Twelve steps of shallow covered terracing behind the Town End goal.
Chanting this nursery rhyme over and over, I got to thinking what it all meant. I'm not of the internet generation - I don't just whip my phone out and tap in a keyword and find the information I want within seconds - that just doesn't occur to me. I'm of the generation that grew up with shelves and shelves of encyclopaedias - it would always take a while to find what I wanted (and I'd normally get distracted in my search and start reading about the hyrax or something else instead (the elephant's nearest relative, despite being teeny-tiny and looking like a miserable guinea pig, by the way) - whatever it was that I wanted to know would be instantly lost in a fog of useless facts from Volume 9: HA to IN).

Anyway, the bit that interested me in the nursery rhyme was the "cock horse". Was this an antiquated way of saying "stallion"? Maybe. Then a female horse in those days must have been a "hen horse", and similarly, a male dog would have been a "cock dog", a female squirrel a "hen squirrel", and so on? I never did get around to looking it up. The encyclopaedias have long since been put away in a cardboard box in the attic.

What I did find out during the week was that there really is a statue of a cock horse in Banbury, and it resides next to Banbury Cross, so we had to go and see it on Saturday. Sure enough, the brassy cock horse was there (bestraddled by a fine lady), across the road from Banbury Cross, which sits upon a roundabout. Apparently, according to the accompanying story board, there used to be several crosses in the town (including my favourite, the Bread Cross), but these were considered blasphemous by the town's Puritans in the 1600s, and were all pulled down. The current cross was re-erected in Victorian times (the cock horse is a very recent addition).

It was all very interesting. However, my photo of the scene was spoiled by a man dressed as Spiderman holding up a board advertising pizzas.
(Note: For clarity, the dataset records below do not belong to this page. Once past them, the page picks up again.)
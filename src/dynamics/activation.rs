/// The sleep and wake state of a rigid body.
#[derive(Copy, Clone, Debug, PartialEq, Eq, Hash, Default)]
#[cfg_attr(feature = "serde-serialize", derive(Serialize, Deserialize))]
#[repr(u8)]
pub enum ActivationState {
    /// The body is awake and simulated.
    #[default]
    Active = 1,
    /// The body, and its whole island, is asleep.
    IslandSleeping = 2,
    /// The body has been at rest long enough and may fall asleep with its island.
    WantsDeactivation = 3,
    /// The body never falls asleep.
    DisableDeactivation = 4,
    /// The body is neither simulated nor woken up by its neighbors.
    DisableSimulation = 5,
}

impl ActivationState {
    /// Is a body with this state simulated?
    #[inline]
    pub fn is_active(self) -> bool {
        self != ActivationState::IslandSleeping && self != ActivationState::DisableSimulation
    }

    /// Can this state be overridden by the automatic sleep/wake transitions?
    #[inline]
    pub fn is_forced(self) -> bool {
        self == ActivationState::DisableDeactivation || self == ActivationState::DisableSimulation
    }
}
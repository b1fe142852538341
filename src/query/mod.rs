//! Non-persistent geometric queries, and the persistent contact manifold.
//!
//! * [`gjk`] computes closest points between support-mapped shapes, with a sampling
//!   penetration depth fallback.
//! * [`convex_cast`] computes the time of impact of shapes undergoing translational motions.
//! * [`cast_ray_against_shape`] casts segments against support-mapped shapes.
//! * [`PersistentManifold`] caches contact points between two bodies across frames.

pub use self::contact_manifolds::{
    update_contact_manifold_convex_convex, ContactDestroyedCallback, ContactMaterial,
    ContactUserHandle, ManifoldPoint, ManifoldResult, PersistentManifold,
    DEFAULT_CONTACT_BREAKING_THRESHOLD, MANIFOLD_CACHE_SIZE,
};
pub use self::convex_cast::{
    cast_convex_against_triangles, CastResult, ConvexCast, GjkConvexCast, SubsimplexConvexCast,
};
pub use self::ray::{cast_ray_against_shape, Ray};

mod contact_manifolds;
pub mod convex_cast;
pub mod gjk;
mod ray;
//! Raycast vehicles: rigid-body chassis with suspension rays as wheels.

pub use self::raycast_vehicle::{RaycastVehicle, VehicleHandle};
pub use self::raycaster::{DefaultVehicleRaycaster, VehicleRaycaster, VehicleRaycasterResult};
pub use self::wheel_info::{RaycastInfo, VehicleTuning, WheelInfo, WheelInfoConstructionInfo};

mod raycast_vehicle;
mod raycaster;
mod wheel_info;
use carom3d::dynamics::{
    DiscreteDynamicsWorld, Point2PointConstraint, RigidBody, RigidBodyConstructionInfo,
    RigidBodyHandle, TypedConstraint, WorldError,
};
use carom3d::math::{Isometry, Point, Vector};
use carom3d::shape::SharedShape;

fn ball_at(x: f32, y: f32) -> RigidBody {
    RigidBody::new(
        RigidBodyConstructionInfo::from_shape(1.0, SharedShape::ball(0.2))
            .with_transform(Isometry::translation(x, y, 0.0)),
    )
}

#[test]
fn invalid_constraints_are_rejected() {
    let mut world = DiscreteDynamicsWorld::default();
    let a = world.add_rigid_body(ball_at(0.0, 0.0));
    let unknown = RigidBodyHandle::from_raw_parts(42);

    let joint = Point2PointConstraint::new(a, unknown, Point::origin(), Point::origin());
    assert_eq!(
        world.add_constraint(Box::new(joint)).err(),
        Some(WorldError::UnknownBody(unknown))
    );

    let joint = Point2PointConstraint::new(a, a, Point::origin(), Point::origin());
    assert_eq!(
        world.add_constraint(Box::new(joint)).err(),
        Some(WorldError::SelfConstraint(a))
    );
    assert_eq!(world.num_constraints(), 0);
}

#[test]
fn pendulum_keeps_its_length() {
    let mut world = DiscreteDynamicsWorld::default();
    world.set_gravity(Vector::new(0.0, -10.0, 0.0));

    let mut body = ball_at(0.0, -1.0);
    body.set_linvel(Vector::new(3.0, 0.0, 0.0));
    let handle = world.add_rigid_body(body);

    let joint = Point2PointConstraint::new_single(
        &world.bodies()[handle],
        handle,
        Point::new(0.0, 1.0, 0.0),
    );
    let joint_handle = world.add_constraint(Box::new(joint)).unwrap();

    for _ in 0..240 {
        let _ = world.step_simulation(1.0 / 60.0, 1, 1.0 / 60.0);
        let dist = world.bodies()[handle].center_of_mass_position().coords.norm();
        assert!((dist - 1.0).abs() < 0.1, "pendulum length drifted to {}", dist);
    }

    let joint = world
        .constraint(joint_handle)
        .and_then(|c| c.downcast_ref::<Point2PointConstraint>())
        .unwrap();
    assert_eq!(*joint.pivot_in_a(), Point::new(0.0, 1.0, 0.0));
    assert_eq!(joint.body_b(), None);
}

#[test]
fn chained_bodies_stay_attached() {
    let mut world = DiscreteDynamicsWorld::default();
    world.set_gravity(Vector::new(0.0, -10.0, 0.0));

    let top = world.add_rigid_body(ball_at(0.0, 0.0));
    let bottom = world.add_rigid_body(ball_at(0.0, -1.0));

    let anchor = Point2PointConstraint::new_single(&world.bodies()[top], top, Point::origin());
    let link = Point2PointConstraint::new(
        top,
        bottom,
        Point::new(0.0, -0.5, 0.0),
        Point::new(0.0, 0.5, 0.0),
    );
    let _ = world.add_constraint(Box::new(anchor)).unwrap();
    let _ = world.add_constraint(Box::new(link)).unwrap();

    for _ in 0..120 {
        let _ = world.step_simulation(1.0 / 60.0, 1, 1.0 / 60.0);
    }

    let bodies = world.bodies();
    let top_pos = bodies[top].center_of_mass_position();
    let bottom_pos = bodies[bottom].center_of_mass_position();
    assert!(top_pos.coords.norm() < 0.1);
    assert!(((bottom_pos - top_pos).norm() - 1.0).abs() < 0.1);
    assert!(bottom_pos.y < top_pos.y);

    // Removing a body removes the joints attached to it.
    let _ = world.remove_rigid_body(bottom);
    assert_eq!(world.num_constraints(), 1);
    let _ = world.remove_rigid_body(top);
    assert_eq!(world.num_constraints(), 0);
}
Or perhaps he made it more interesting, I don't know.

The two teams line up for handshakes pre-kick-off.
This diversion was all very well, but I was in Banbury for a football match. It was a big one, between two sides that were on lengthy winning runs - Winchester City had won six league games in a row, but Banbury United had gone one better, with seven in a row. Unsurprisingly with records like that, they were the top two clubs in the Southern League's South & West Division going in to the match.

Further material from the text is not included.